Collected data
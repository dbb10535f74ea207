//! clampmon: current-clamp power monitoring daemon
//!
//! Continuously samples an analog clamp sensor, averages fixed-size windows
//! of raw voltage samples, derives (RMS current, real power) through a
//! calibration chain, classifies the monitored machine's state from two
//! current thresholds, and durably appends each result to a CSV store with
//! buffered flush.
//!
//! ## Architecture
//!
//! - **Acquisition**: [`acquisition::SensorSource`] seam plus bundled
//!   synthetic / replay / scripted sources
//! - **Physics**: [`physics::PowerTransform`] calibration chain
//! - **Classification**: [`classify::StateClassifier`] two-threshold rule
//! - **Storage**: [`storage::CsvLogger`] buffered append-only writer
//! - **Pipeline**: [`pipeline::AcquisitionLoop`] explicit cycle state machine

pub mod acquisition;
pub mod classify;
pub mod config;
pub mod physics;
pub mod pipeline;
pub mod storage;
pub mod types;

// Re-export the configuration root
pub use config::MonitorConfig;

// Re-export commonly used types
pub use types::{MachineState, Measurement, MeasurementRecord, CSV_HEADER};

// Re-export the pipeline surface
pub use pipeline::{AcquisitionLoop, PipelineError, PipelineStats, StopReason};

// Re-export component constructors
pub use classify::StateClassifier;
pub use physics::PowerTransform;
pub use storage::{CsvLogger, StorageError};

• _REQUIREMENT_:
All lines above that hold the string "calibration" should be copied.

• _ANSWER SECTION_:
//! calibration chain, classifies the monitored machine's state from two
//! - **Physics**: [`physics::PowerTransform`] calibration chain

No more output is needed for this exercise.